However, if you get the following error, your firewall may still be blocking one or more of the 45xx or 46xx ports. You may want to test that you can connect via nmap or telnet. Remember 4567 is a udp port. I got it because on of the ports was not allowed.

[Warning] WSREP: Failed to prepare for incremental state transfer:
Local state UUID (00000000-0000-0000-0000-000000000000) does not
match group state UUID (4f81e556-f01d-11e6-91fa-462bd707f4d5): 1
(Operation not permitted)

You can check the status of the cluster inside of mysql too. On any host connect to the database.

[root@hostAny]:  mysql -u root -p

And ask it for the cluster status at the MariaDB prompt.

SHOW STATUS LIKE 'wsrep_cluster_size';

That should show:

+--------------------+-------+
| Variable_name      | Value |
+--------------------+-------+
| wsrep_cluster_size | 2     |
+--------------------+-------+

The number will be however many are connected. You’ll get 1 when you start the bootstrap, and then 2, 3 and so forth as you connect the others. You can also use SHOW STATUS LIKE 'wsrep%'; to show all the stats, options, and info.

With that your second host is now connected. It will sync whatever databases are on the first. Proceed to go on to the others, start up the services, and verify they have synced.

Once you are done, you can Ctrl+C the first one, and start it’s service properly. If everything is working right, it will rejoin the cluster without any issue.

Indeed, you can now stop any host or mysql instance. Just make sure you have at least 2 instances running to keep the cluster going.

Root password

If you haven’t done so, setup your root password. You only have to do this on one of the hosts. It syncs to the others. You may also want to run mysql_secure_installation to get rid of testing databases.

If you want to block network root access, that would be ok. The cluster doesn’t need (mysql) root access to sync. And I find I can just manage the one I’m on and the changes sync to the others. Unless of course you have an application that needs root access, and it’s not on one of the servers.

Trying it out

Ok, let’s see it in action.

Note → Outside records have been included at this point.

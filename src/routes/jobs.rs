use std::convert::Infallible;
use std::time::Duration;

use axum::{
    extract::{Path, Query, State},
    http::StatusCode,
    response::{
        sse::{Event, KeepAlive, Sse},
        IntoResponse, Response,
    },
    Json,
};
use chrono::NaiveDate;
use futures_util::stream::{Stream, StreamExt};
use serde::Deserialize;
use tracing::{info, warn};
use uuid::Uuid;

use crate::auth::AuthenticatedUser;
use crate::board::{attach_assignees, BoardFilter, BoardJob, BoardMode, BoardSession};
use crate::error::{AppError, AppResult};
use crate::geo::{Coordinates, DistanceCache};
use crate::models::{Job, JobStatus, NewJob};
use crate::realtime::{JobChange, CHANGE_EVENT};
use crate::reconcile::{ConflictResolution, StatusConflict, StatusOutcome};
use crate::state::{AppState, DistanceSession};
use crate::store::JobQuery;

#[derive(Debug, Deserialize)]
pub struct ActiveJobsQuery {
    pub mode: Option<String>,
    pub date: Option<NaiveDate>,
    pub lat: Option<f64>,
    pub lng: Option<f64>,
    #[serde(default)]
    pub refresh: bool,
}

#[derive(Debug, Deserialize)]
pub struct JobListQuery {
    pub date: Option<NaiveDate>,
}

#[derive(Debug, Deserialize)]
pub struct StatusRequest {
    pub status: JobStatus,
    #[serde(default)]
    pub confirm_assign: bool,
}

#[derive(Debug, Deserialize)]
pub struct ResolveRequest {
    pub conflicting_job_id: Uuid,
    pub resolution: ConflictResolution,
    pub status: JobStatus,
    #[serde(default)]
    pub confirm_assign: bool,
}

#[derive(Debug, Deserialize)]
pub struct CreateJobRequest {
    pub job_date: NaiveDate,
    pub lot_number: Option<String>,
    pub company_name: Option<String>,
    pub address: Option<String>,
    pub assets: Option<String>,
    pub comments: Option<String>,
    pub contact_name: Option<String>,
    pub contact_detail: Option<String>,
}

fn non_blank(value: Option<String>) -> Option<String> {
    value
        .map(|text| text.trim().to_string())
        .filter(|text| !text.is_empty())
}

pub async fn active_jobs(
    State(state): State<AppState>,
    Query(params): Query<ActiveJobsQuery>,
    user: AuthenticatedUser,
) -> AppResult<Json<Vec<BoardJob>>> {
    let mode = match params.mode.as_deref() {
        None | Some("") => BoardMode::Mine,
        Some(raw) => raw
            .parse()
            .map_err(|_| AppError::bad_request(format!("unknown board mode `{raw}`")))?,
    };
    let origin = match (params.lat, params.lng) {
        (Some(lat), Some(lng)) => Some(Coordinates::new(lat, lng)),
        (None, None) => None,
        _ => return Err(AppError::bad_request("lat and lng must be given together")),
    };

    let previous = state.distances.lock().await.remove(&user.user_id);
    let cache = match previous {
        Some(session) if session.date == params.date && !params.refresh => session.cache,
        _ => DistanceCache::new(),
    };

    let filter = BoardFilter {
        mode,
        date: params.date,
    };
    let mut session = BoardSession::new(user.user_id, filter).with_distances(cache);
    let loaded = session.refresh(state.store.as_ref()).await;
    if loaded.is_ok() {
        if let Some(origin) = origin {
            session.annotate(&state.annotator, origin).await;
        }
    }

    let jobs = session.jobs().to_vec();
    state.distances.lock().await.insert(
        user.user_id,
        DistanceSession {
            date: params.date,
            cache: session.into_distances(),
        },
    );
    loaded?;
    Ok(Json(jobs))
}

fn outcome_response(outcome: StatusOutcome) -> Response {
    let status = match outcome {
        StatusOutcome::Conflict(_) | StatusOutcome::NeedsConfirmation { .. } => StatusCode::CONFLICT,
        StatusOutcome::Applied { .. } | StatusOutcome::Resynced { .. } => StatusCode::OK,
    };
    (status, Json(outcome)).into_response()
}

async fn open_session(state: &AppState, user: &AuthenticatedUser) -> AppResult<BoardSession> {
    let filter = BoardFilter {
        mode: BoardMode::Mine,
        date: None,
    };
    Ok(BoardSession::open(state.store.as_ref(), user.user_id, filter).await?)
}

pub async fn update_status(
    State(state): State<AppState>,
    Path(job_id): Path<Uuid>,
    user: AuthenticatedUser,
    Json(payload): Json<StatusRequest>,
) -> AppResult<Response> {
    let mut session = open_session(&state, &user).await?;
    let outcome = state
        .reconciler()
        .set_status(&mut session, job_id, payload.status, payload.confirm_assign)
        .await?;
    info!(user_id = %user.user_id, job_id = %job_id, status = %payload.status, ?outcome, "status change handled");
    Ok(outcome_response(outcome))
}

pub async fn resolve_status(
    State(state): State<AppState>,
    Path(job_id): Path<Uuid>,
    user: AuthenticatedUser,
    Json(payload): Json<ResolveRequest>,
) -> AppResult<Response> {
    let mut session = open_session(&state, &user).await?;
    let conflict = StatusConflict {
        new_job: job_id,
        new_status: payload.status,
        old_job: payload.conflicting_job_id,
    };
    let outcome = state
        .reconciler()
        .resolve_conflict(&mut session, conflict, payload.resolution, payload.confirm_assign)
        .await?;
    Ok(outcome_response(outcome))
}

pub async fn list_jobs(
    State(state): State<AppState>,
    Query(params): Query<JobListQuery>,
    user: AuthenticatedUser,
) -> AppResult<Json<Vec<BoardJob>>> {
    user.require_admin()?;
    let query = JobQuery {
        ids: None,
        date: params.date,
    };
    let jobs = state.store.list_jobs(&query).await?;
    let board = attach_assignees(state.store.as_ref(), jobs, &DistanceCache::new()).await?;
    Ok(Json(board))
}

pub async fn create_job(
    State(state): State<AppState>,
    user: AuthenticatedUser,
    Json(payload): Json<CreateJobRequest>,
) -> AppResult<(StatusCode, Json<Job>)> {
    user.require_admin()?;
    let job = state
        .store
        .insert_job(NewJob {
            id: Uuid::new_v4(),
            job_date: payload.job_date,
            lot_number: non_blank(payload.lot_number),
            company_name: non_blank(payload.company_name),
            address: non_blank(payload.address),
            assets: non_blank(payload.assets),
            comments: non_blank(payload.comments),
            contact_name: non_blank(payload.contact_name),
            contact_detail: non_blank(payload.contact_detail),
            status: JobStatus::Pending,
            created_by: Some(user.user_id),
        })
        .await?;
    state.feed.publish(JobChange::Insert {
        record: job.clone(),
    });
    Ok((StatusCode::CREATED, Json(job)))
}

pub async fn delete_job(
    State(state): State<AppState>,
    Path(job_id): Path<Uuid>,
    user: AuthenticatedUser,
) -> AppResult<StatusCode> {
    user.require_admin()?;
    if !state.store.delete_job(job_id).await? {
        return Err(AppError::not_found());
    }
    state.feed.publish(JobChange::Delete { old_id: job_id });
    Ok(StatusCode::NO_CONTENT)
}

pub async fn job_changes(
    State(state): State<AppState>,
    user: AuthenticatedUser,
) -> Sse<impl Stream<Item = Result<Event, Infallible>>> {
    info!(user_id = %user.user_id, "change stream opened");
    let events = state.feed.stream().filter_map(|change| async move {
        match Event::default().event(CHANGE_EVENT).json_data(&change) {
            Ok(event) => Some(Ok(event)),
            Err(err) => {
                warn!(error = %err, "failed to encode job change");
                None
            }
        }
    });
    Sse::new(events).keep_alive(KeepAlive::new().interval(Duration::from_secs(15)))
}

On one host, let’s make a database by connecting to the database on host01.

[root@host01]:  mysql -u root -p

And creating the database at the MariaDB prompt.

CREATE DATABASE sandbox;
CREATE USER 'kid'@'%' IDENTIFIED BY 'PASSWORD';
GRANT ALL PRIVILEGES ON sandbox.* TO 'kid'@'%' WITH GRANT OPTION;
FLUSH PRIVILEGES;

Info

Must use ‘%’ instead of just localhost so it can reach it from the other hosts.

Then on another host02, verify that the database is there. Connect to the host02 database.

[root@host02]: mysql -u root -p

And display the databases.

show databases;

+--------------------+
| Database           |
+--------------------+
| sandbox            |
...
+--------------------+

Verify the user kid exists from host02:

[root@host02]: mysql -u root -p

SELECT User, Host FROM mysql.user WHERE Host <> 'localhost';

+----------+-----------+
| User     | Host      |
+----------+-----------+
| kid@%    | %         |
...
+----------+-----------+

Tip

On the next steps I’ll specify which host we’re running the sql commands on, using your current connection via mysql -u root -p from above.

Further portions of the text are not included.